TO DO: Lines of the listing below that contain the string "enum" are to be returned.

DATASET RECORDS:
//! Access to the managed relational store (Supabase/Postgres).
//!
//! The service only ever issues filtered `select`s plus the learning-path
//! snapshot `insert`/`update`, so the boundary is deliberately small: a
//! [`SelectQuery`] builder, a [`RelationalStore`] trait and typed row decoding
//! in [`fetch_rows`].

use async_trait::async_trait;
use serde::de::DeserializeOwned;
use serde_json::Value;

use crate::metrics::track_store_query;

pub mod memory;
pub mod postgrest;

pub use memory::InMemoryStore;
pub use postgrest::PostgrestStore;

/// SQLSTATE raised by Postgres for `relation "..." does not exist`.
pub const MISSING_RELATION_CODE: &str = "42P01";

#[derive(Debug, thiserror::Error)]
pub enum StoreError {
    #[error("store request failed: {0}")]
    Transport(String),
    #[error("store rejected query ({code:?}): {message}")]
    Api {
        code: Option<String>,
        message: String,
    },
    #[error("failed to decode {table} row: {message}")]
    Decode { table: String, message: String },
}

impl StoreError {
    pub fn api(code: Option<&str>, message: impl Into<String>) -> Self {
        StoreError::Api {
            code: code.map(str::to_string),
            message: message.into(),
        }
    }

    pub fn code(&self) -> Option<&str> {
        match self {
            StoreError::Api { code, .. } => code.as_deref(),
            _ => None,
        }
    }

    /// The table has not been provisioned yet (schema not migrated).
    pub fn is_missing_relation(&self) -> bool {
        self.code()
            .map(|code| code.trim() == MISSING_RELATION_CODE)
            .unwrap_or(false)
    }
}

#[derive(Debug, Clone, PartialEq, Eq)]
pub enum Filter {
    Eq(String, String),
    In(String, Vec<String>),
}

impl Filter {
    pub fn column(&self) -> &str {
        match self {
            Filter::Eq(column, _) | Filter::In(column, _) => column,
        }
    }
}

#[derive(Debug, Clone, PartialEq, Eq)]
pub struct SelectQuery {
    pub table: String,
    pub columns: String,
    pub filters: Vec<Filter>,
    pub order_desc: Option<String>,
}

impl SelectQuery {
    pub fn table(table: &str) -> Self {
        Self {
            table: table.to_string(),
            columns: "*".to_string(),
            filters: Vec::new(),
            order_desc: None,
        }
    }

    pub fn select(mut self, columns: &str) -> Self {
        self.columns = columns.to_string();
        self
    }

    pub fn eq(mut self, column: &str, value: impl ToString) -> Self {
        self.filters
            .push(Filter::Eq(column.to_string(), value.to_string()));
        self
    }

    pub fn in_list<I, S>(mut self, column: &str, values: I) -> Self
    where
        I: IntoIterator<Item = S>,
        S: Into<String>,
    {
        self.filters.push(Filter::In(
            column.to_string(),
            values.into_iter().map(Into::into).collect(),
        ));
        self
    }

    pub fn order_desc(mut self, column: &str) -> Self {
        self.order_desc = Some(column.to_string());
        self
    }
}

#[async_trait]
pub trait RelationalStore: Send + Sync {
    async fn select(&self, query: &SelectQuery) -> Result<Vec<Value>, StoreError>;

    /// Inserts one row and returns it projected onto `returning`.
    async fn insert(
        &self,
        table: &str,
        row: Value,
        returning: &str,
    ) -> Result<Value, StoreError>;

    /// Patches every row matching `filters`; returns the updated rows.
    async fn update(
        &self,
        table: &str,
        filters: &[Filter],
        patch: Value,
        returning: &str,
    ) -> Result<Vec<Value>, StoreError>;

    async fn ping(&self) -> Result<(), StoreError>;
}

/// Runs `query` and decodes every row into `T`.
///
/// Rows that do not match the expected shape are skipped with a warning so a
/// single bad record cannot take the whole aggregation down.
pub async fn fetch_rows<T>(
    store: &dyn RelationalStore,
    query: &SelectQuery,
) -> Result<Vec<T>, StoreError>
where
    T: DeserializeOwned,
{
    let raw = track_store_query(&query.table, store.select(query)).await?;
    Ok(decode_rows(&query.table, raw))
}

pub fn decode_rows<T>(table: &str, raw: Vec<Value>) -> Vec<T>
where
    T: DeserializeOwned,
{
    let mut rows = Vec::with_capacity(raw.len());
    for value in raw {
        match serde_json::from_value::<T>(value) {
            Ok(row) => rows.push(row),
            Err(err) => {
                tracing::warn!(table = table, "Skipping malformed row: {}", err);
            }
        }
    }
    rows
}

#[cfg(test)]
mod tests {
    use super::*;

    #[test]
    fn missing_relation_is_recognised_by_code() {
        let err = StoreError::api(Some(" 42P01 "), "relation \"x\" does not exist");
        assert!(err.is_missing_relation());

        let other = StoreError::api(Some("42501"), "permission denied");
        assert!(!other.is_missing_relation());
        assert!(!StoreError::Transport("timeout".into()).is_missing_relation());
    }

    #[test]
    fn select_query_builder_collects_filters() {
        let query = SelectQuery::table("sections")
            .select("id, module_id")
            .eq("user_id", "u1")
            .in_list("module_id", vec!["a", "b"])
            .order_desc("submitted_at");

        assert_eq!(query.columns, "id, module_id");
        assert_eq!(query.filters.len(), 2);
        assert_eq!(query.filters[1].column(), "module_id");
        assert_eq!(query.order_desc.as_deref(), Some("submitted_at"));
    }

    #[test]
    fn decode_rows_skips_malformed_entries() {
        #[derive(serde::Deserialize)]
        struct Row {
            id: String,
        }

        let rows: Vec<Row> = decode_rows(
            "modules",
            vec![
                serde_json::json!({"id": "a"}),
                serde_json::json!({"slug": "missing-id"}),
            ],
        );
        assert_eq!(rows.len(), 1);
        assert_eq!(rows[0].id, "a");
    }
}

ANSWER TO THIS PROBLEM:
pub enum StoreError {
pub enum Filter {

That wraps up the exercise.